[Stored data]
________________

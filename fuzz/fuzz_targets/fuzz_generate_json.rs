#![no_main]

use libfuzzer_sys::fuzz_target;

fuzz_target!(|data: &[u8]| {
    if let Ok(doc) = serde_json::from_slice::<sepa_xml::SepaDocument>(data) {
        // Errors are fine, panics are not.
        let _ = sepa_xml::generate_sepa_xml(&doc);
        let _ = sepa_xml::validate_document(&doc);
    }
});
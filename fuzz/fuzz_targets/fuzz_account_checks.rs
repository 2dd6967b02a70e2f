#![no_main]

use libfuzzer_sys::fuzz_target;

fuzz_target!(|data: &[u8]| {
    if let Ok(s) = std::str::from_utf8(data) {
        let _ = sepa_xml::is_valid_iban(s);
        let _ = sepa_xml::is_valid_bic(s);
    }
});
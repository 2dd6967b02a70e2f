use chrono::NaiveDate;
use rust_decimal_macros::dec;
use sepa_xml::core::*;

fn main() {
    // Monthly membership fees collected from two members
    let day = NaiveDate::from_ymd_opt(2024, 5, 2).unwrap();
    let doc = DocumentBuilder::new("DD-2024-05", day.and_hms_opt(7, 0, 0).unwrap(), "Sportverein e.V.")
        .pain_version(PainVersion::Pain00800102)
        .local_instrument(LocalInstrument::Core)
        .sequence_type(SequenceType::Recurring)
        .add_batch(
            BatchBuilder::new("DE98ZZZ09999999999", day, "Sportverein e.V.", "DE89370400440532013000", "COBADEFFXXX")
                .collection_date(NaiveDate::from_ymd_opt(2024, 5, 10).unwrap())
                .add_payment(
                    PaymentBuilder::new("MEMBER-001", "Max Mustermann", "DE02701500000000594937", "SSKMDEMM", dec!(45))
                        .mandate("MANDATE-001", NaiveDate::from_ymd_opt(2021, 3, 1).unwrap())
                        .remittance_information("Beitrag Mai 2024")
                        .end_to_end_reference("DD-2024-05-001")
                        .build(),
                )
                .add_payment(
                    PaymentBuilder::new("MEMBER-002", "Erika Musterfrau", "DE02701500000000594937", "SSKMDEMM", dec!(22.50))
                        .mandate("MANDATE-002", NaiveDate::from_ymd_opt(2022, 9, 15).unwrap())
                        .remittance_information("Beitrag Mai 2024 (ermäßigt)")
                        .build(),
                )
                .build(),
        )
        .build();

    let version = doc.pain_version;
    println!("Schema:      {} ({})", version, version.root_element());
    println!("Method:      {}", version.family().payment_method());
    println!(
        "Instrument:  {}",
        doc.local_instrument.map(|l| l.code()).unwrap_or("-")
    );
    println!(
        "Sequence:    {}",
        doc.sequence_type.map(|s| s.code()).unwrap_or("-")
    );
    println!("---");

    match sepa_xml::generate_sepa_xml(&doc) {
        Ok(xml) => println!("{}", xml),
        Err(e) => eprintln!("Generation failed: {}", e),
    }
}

________________

- Directions -
The response must be an exact reproduction of all the entries.

- Result of this exercise -
filename fuzz/fuzz_targets/fuzz_generate_json.rs
#![no_main]

use libfuzzer_sys::fuzz_target;

fuzz_target!(|data: &[u8]| {
    if let Ok(doc) = serde_json::from_slice::<sepa_xml::SepaDocument>(data) {
        // Errors are fine, panics are not.
        let _ = sepa_xml::generate_sepa_xml(&doc);
        let _ = sepa_xml::validate_document(&doc);
    }
});
filename fuzz/fuzz_targets/fuzz_account_checks.rs
repository 2dd6967b02a70e2f
#![no_main]

use libfuzzer_sys::fuzz_target;

fuzz_target!(|data: &[u8]| {
    if let Ok(s) = std::str::from_utf8(data) {
        let _ = sepa_xml::is_valid_iban(s);
        let _ = sepa_xml::is_valid_bic(s);
    }
});
repository 2dd6967b02a70e2f
use chrono::NaiveDate;
use rust_decimal_macros::dec;
use sepa_xml::core::*;

fn main() {
    // Monthly membership fees collected from two members
    let day = NaiveDate::from_ymd_opt(2024, 5, 2).unwrap();
    let doc = DocumentBuilder::new("DD-2024-05", day.and_hms_opt(7, 0, 0).unwrap(), "Sportverein e.V.")
        .pain_version(PainVersion::Pain00800102)
        .local_instrument(LocalInstrument::Core)
        .sequence_type(SequenceType::Recurring)
        .add_batch(
            BatchBuilder::new("DE98ZZZ09999999999", day, "Sportverein e.V.", "DE89370400440532013000", "COBADEFFXXX")
                .collection_date(NaiveDate::from_ymd_opt(2024, 5, 10).unwrap())
                .add_payment(
                    PaymentBuilder::new("MEMBER-001", "Max Mustermann", "DE02701500000000594937", "SSKMDEMM", dec!(45))
                        .mandate("MANDATE-001", NaiveDate::from_ymd_opt(2021, 3, 1).unwrap())
                        .remittance_information("Beitrag Mai 2024")
                        .end_to_end_reference("DD-2024-05-001")
                        .build(),
                )
                .add_payment(
                    PaymentBuilder::new("MEMBER-002", "Erika Musterfrau", "DE02701500000000594937", "SSKMDEMM", dec!(22.50))
                        .mandate("MANDATE-002", NaiveDate::from_ymd_opt(2022, 9, 15).unwrap())
                        .remittance_information("Beitrag Mai 2024 (ermäßigt)")
                        .build(),
                )
                .build(),
        )
        .build();

    let version = doc.pain_version;
    println!("Schema:      {} ({})", version, version.root_element());
    println!("Method:      {}", version.family().payment_method());
    println!(
        "Instrument:  {}",
        doc.local_instrument.map(|l| l.code()).unwrap_or("-")
    );
    println!(
        "Sequence:    {}",
        doc.sequence_type.map(|s| s.code()).unwrap_or("-")
    );
    println!("---");

    match sepa_xml::generate_sepa_xml(&doc) {
        Ok(xml) => println!("{}", xml),
        Err(e) => eprintln!("Generation failed: {}", e),
    }
}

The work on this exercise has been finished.